> **Goal of the exercise**:
Within the listing, each line that has the string "Whether" should be copied.

> **Supplied entries**:
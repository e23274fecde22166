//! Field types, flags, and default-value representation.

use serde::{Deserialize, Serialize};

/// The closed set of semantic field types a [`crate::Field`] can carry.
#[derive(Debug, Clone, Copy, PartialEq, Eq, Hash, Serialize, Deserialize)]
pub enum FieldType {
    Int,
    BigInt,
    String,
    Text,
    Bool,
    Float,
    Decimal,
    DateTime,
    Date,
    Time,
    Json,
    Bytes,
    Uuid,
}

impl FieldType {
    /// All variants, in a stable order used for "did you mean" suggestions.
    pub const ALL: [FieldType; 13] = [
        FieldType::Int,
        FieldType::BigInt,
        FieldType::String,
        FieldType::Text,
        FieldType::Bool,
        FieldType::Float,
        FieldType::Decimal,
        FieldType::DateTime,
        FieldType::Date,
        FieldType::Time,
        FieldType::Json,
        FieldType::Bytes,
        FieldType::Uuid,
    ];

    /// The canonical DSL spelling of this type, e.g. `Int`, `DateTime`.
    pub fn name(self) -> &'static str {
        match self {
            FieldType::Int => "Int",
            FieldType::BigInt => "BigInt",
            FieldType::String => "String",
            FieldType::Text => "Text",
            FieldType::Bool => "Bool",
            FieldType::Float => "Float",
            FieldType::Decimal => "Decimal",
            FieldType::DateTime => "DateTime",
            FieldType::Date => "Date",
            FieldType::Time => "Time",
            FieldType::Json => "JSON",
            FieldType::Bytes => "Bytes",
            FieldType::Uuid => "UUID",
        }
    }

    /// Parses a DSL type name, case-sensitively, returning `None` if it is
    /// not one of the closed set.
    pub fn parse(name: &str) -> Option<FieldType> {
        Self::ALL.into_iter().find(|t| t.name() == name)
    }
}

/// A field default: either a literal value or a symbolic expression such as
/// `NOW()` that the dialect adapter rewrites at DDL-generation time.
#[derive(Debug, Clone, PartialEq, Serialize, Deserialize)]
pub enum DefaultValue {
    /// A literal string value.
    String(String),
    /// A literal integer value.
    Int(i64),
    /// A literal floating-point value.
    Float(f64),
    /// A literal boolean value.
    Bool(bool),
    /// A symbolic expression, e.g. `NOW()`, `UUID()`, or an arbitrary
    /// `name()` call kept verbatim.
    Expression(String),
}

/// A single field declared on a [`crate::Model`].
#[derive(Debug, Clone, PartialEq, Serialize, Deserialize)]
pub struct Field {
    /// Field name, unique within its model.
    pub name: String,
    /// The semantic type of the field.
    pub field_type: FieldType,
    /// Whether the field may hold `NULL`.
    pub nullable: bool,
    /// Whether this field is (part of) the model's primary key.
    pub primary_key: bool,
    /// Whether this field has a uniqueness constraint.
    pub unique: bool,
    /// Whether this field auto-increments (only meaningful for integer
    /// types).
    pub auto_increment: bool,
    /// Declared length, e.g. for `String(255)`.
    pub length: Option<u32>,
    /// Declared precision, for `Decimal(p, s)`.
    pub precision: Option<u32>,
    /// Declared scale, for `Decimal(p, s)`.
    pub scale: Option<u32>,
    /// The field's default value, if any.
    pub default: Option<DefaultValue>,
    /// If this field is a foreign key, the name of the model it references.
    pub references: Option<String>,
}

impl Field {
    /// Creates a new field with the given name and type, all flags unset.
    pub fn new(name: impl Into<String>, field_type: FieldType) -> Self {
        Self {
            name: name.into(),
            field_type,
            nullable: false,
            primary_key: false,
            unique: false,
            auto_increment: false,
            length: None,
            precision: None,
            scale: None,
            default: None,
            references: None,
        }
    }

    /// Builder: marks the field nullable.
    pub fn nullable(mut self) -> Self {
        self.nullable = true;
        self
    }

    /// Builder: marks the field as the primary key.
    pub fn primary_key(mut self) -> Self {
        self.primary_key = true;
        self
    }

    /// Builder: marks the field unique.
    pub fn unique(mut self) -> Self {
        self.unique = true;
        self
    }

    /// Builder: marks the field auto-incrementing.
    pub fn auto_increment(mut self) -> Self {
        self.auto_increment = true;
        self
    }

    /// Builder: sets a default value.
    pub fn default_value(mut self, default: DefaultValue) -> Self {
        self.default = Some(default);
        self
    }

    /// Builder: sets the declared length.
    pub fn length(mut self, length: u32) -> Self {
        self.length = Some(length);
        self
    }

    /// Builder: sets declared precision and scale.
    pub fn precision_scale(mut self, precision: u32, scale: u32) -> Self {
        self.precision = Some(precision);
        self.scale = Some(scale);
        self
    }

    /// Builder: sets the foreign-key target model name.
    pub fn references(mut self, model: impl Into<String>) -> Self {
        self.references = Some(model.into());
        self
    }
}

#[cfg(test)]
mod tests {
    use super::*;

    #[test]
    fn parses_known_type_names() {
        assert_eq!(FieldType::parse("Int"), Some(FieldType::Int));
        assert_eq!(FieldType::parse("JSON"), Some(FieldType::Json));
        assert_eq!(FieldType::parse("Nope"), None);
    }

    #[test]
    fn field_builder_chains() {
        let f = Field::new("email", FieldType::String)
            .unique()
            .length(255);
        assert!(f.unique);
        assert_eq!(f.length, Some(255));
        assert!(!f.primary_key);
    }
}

---

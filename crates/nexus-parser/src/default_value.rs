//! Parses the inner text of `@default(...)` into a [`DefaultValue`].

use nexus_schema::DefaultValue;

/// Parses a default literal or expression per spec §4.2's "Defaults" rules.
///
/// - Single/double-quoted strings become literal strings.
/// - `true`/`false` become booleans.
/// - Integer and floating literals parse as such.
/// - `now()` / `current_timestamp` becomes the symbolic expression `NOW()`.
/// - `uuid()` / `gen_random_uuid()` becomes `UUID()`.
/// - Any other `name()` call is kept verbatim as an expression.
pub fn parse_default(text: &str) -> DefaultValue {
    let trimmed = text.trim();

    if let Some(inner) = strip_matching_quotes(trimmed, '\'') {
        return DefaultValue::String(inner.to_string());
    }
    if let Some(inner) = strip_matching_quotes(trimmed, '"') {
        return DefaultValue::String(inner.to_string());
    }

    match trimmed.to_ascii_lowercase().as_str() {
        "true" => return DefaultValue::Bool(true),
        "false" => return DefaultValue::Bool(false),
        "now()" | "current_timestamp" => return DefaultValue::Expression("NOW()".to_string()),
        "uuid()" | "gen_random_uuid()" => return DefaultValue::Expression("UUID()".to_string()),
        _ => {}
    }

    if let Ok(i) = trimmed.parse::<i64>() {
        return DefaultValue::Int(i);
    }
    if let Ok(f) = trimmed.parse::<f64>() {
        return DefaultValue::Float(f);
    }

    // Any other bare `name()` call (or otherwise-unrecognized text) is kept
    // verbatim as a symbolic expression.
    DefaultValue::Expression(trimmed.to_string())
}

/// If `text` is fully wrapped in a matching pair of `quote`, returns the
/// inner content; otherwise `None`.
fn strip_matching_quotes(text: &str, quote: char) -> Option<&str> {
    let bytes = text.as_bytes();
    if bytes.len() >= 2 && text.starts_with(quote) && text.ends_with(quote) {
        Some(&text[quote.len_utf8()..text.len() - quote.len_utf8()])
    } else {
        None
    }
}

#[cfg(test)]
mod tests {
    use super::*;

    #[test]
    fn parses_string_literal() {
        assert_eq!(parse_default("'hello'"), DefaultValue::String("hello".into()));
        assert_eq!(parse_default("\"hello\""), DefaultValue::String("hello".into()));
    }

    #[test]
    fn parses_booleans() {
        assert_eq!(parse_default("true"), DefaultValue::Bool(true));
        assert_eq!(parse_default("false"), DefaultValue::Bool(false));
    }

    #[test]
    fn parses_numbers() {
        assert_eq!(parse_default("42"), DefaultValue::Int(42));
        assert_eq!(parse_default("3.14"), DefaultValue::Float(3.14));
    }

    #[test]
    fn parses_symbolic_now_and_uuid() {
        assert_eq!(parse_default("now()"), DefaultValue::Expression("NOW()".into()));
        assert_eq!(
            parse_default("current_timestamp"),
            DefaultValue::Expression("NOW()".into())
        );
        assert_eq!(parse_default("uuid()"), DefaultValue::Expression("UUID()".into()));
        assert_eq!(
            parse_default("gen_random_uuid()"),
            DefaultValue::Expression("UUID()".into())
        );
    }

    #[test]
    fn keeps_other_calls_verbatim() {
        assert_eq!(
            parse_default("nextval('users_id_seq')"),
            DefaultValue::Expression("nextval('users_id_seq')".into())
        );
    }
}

> **Answer to this exercise**:
    /// Whether the field may hold `NULL`.
    /// Whether this field is (part of) the model's primary key.
    /// Whether this field has a uniqueness constraint.
    /// Whether this field auto-increments (only meaningful for integer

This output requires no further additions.